Piecing Together Population
Scientists
studying the passenger pigeon have their work cut out for them. Not only is
their research subject no longer around, but there isn’t much hard data on
their population numbers when they were alive. That blind spot skewed our
understanding of the species’ demise, researchers say in their study, published today in the Proceedings of the National
Academy of Sciences.
To
piece together the story of how a bird once described as “darkening the skies”

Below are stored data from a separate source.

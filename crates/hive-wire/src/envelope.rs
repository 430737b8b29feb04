//! The signed wire envelope.
//!
//! Every framed payload is a JSON envelope carrying the protocol version, the
//! sender's node id, a wall-clock timestamp, an optional HMAC-SHA256
//! signature, and the cluster message body.
//!
//! The signature covers the canonical serialization of the envelope *without*
//! its signature field. Canonical here means: struct fields in declaration
//! order, object keys sorted (both the serde_json default and the term
//! codec's), floats printed by the shortest-roundtrip formatter. Both ends of
//! a connection run this codec, so re-serializing a parsed envelope
//! reproduces the signed bytes exactly.
//!
//! Verification is constant-time. When a secret is configured, unsigned
//! inbound envelopes are rejected outright; a mismatch is grounds for closing
//! the connection, not merely dropping the message.

use hmac::{Hmac, Mac};
use serde::{Deserialize, Serialize};
use sha2::Sha256;

use crate::message::ClusterMessage;
use crate::node_id::NodeId;
use crate::term::CodecError;

type HmacSha256 = Hmac<Sha256>;

/// Current wire protocol version.
pub const PROTOCOL_VERSION: u32 = 1;

// ---------------------------------------------------------------------------
// WireEnvelope
// ---------------------------------------------------------------------------

/// One wire message: version, sender, timestamp, optional signature, body.
#[derive(Debug, Clone, PartialEq, Serialize, Deserialize)]
pub struct WireEnvelope {
    pub version: u32,
    pub from: NodeId,
    /// Sender wall clock, milliseconds since the Unix epoch.
    pub timestamp: i64,
    /// Hex-encoded HMAC-SHA256 over the unsigned serialization.
    #[serde(default, skip_serializing_if = "Option::is_none")]
    pub signature: Option<String>,
    pub payload: ClusterMessage,
}

impl WireEnvelope {
    /// Build an unsigned envelope at the current protocol version.
    pub fn new(from: NodeId, timestamp: i64, payload: ClusterMessage) -> Self {
        WireEnvelope {
            version: PROTOCOL_VERSION,
            from,
            timestamp,
            signature: None,
            payload,
        }
    }

    /// Serialize for the wire, signing when a secret is configured.
    ///
    /// The result is the raw JSON payload; framing is the transport's job.
    pub fn to_bytes(&self, secret: Option<&str>) -> Result<Vec<u8>, CodecError> {
        match secret {
            None => serde_json::to_vec(self).map_err(|e| CodecError::Json(e.to_string())),
            Some(secret) => {
                let unsigned = WireEnvelope {
                    signature: None,
                    ..self.clone()
                };
                let unsigned_bytes = serde_json::to_vec(&unsigned)
                    .map_err(|e| CodecError::Json(e.to_string()))?;
                let signed = WireEnvelope {
                    signature: Some(hex::encode(compute_signature(secret, &unsigned_bytes))),
                    ..unsigned
                };
                serde_json::to_vec(&signed).map_err(|e| CodecError::Json(e.to_string()))
            }
        }
    }

    /// Parse an inbound payload, enforcing the version and signature policy.
    pub fn from_bytes(bytes: &[u8], secret: Option<&str>) -> Result<WireEnvelope, CodecError> {
        let envelope: WireEnvelope =
            serde_json::from_slice(bytes).map_err(|e| CodecError::Json(e.to_string()))?;
        if envelope.version != PROTOCOL_VERSION {
            return Err(CodecError::UnsupportedVersion(envelope.version));
        }
        if let Some(secret) = secret {
            let signature = envelope
                .signature
                .as_deref()
                .ok_or(CodecError::SignatureMissing)?;
            let provided = hex::decode(signature).map_err(|_| CodecError::MalformedSignature)?;

            let unsigned = WireEnvelope {
                signature: None,
                ..envelope.clone()
            };
            let unsigned_bytes =
                serde_json::to_vec(&unsigned).map_err(|e| CodecError::Json(e.to_string()))?;
            verify_signature(secret, &unsigned_bytes, &provided)?;
        }
        Ok(envelope)
    }
}

/// HMAC-SHA256 over the unsigned envelope bytes.
fn compute_signature(secret: &str, unsigned: &[u8]) -> Vec<u8> {
    let mut mac =
        HmacSha256::new_from_slice(secret.as_bytes()).expect("HMAC accepts any key length");
    mac.update(unsigned);
    mac.finalize().into_bytes().to_vec()
}

/// Constant-time signature check via `Mac::verify_slice`.
fn verify_signature(secret: &str, unsigned: &[u8], provided: &[u8]) -> Result<(), CodecError> {
    let mut mac =
        HmacSha256::new_from_slice(secret.as_bytes()).expect("HMAC accepts any key length");
    mac.update(unsigned);
    mac.verify_slice(provided)
        .map_err(|_| CodecError::SignatureMismatch)
}

// ---------------------------------------------------------------------------
// Tests
// ---------------------------------------------------------------------------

went extinct so quickly, researchers used a combination of old museum
specimens, cutting-edge DNA analysis and ecological computer modeling.
First,
they sequenced DNA extracted from the toe pads of three stuffed passenger
pigeons preserved in museums. By comparing this DNA to the DNA of the rock
pigeon, the passenger pigeon’s surviving cousin, the researchers were able to
reconstruct the population picture of the defunct species.
Boom and Bust
They
found that the bird’s “genetically effective” population size – basically,
its levels of genetic variation – was much lower than expected. Not only that,
but the abundance of acorns, one of the pigeons’ main food sources, fluctuated greatly
over the previous 21,000 years.
Taken
together, those findings suggest that passenger pigeons – like other species
that amass enormous populations such as the Australian plague locust –
underwent rapid booms and busts. It’s likely, the researchers concluded, that
an ill-timed natural drop in numbers, combined with widespread shooting by
people, is what snuffed out the passenger pigeon.
“Our study
illustrates that even species as abundant as the passenger pigeon can be
vulnerable to human threats if they are subject to dramatic population
fluctuations, and provides a new perspective on the greatest human-caused
extinction in recorded history,” the authors write in the study.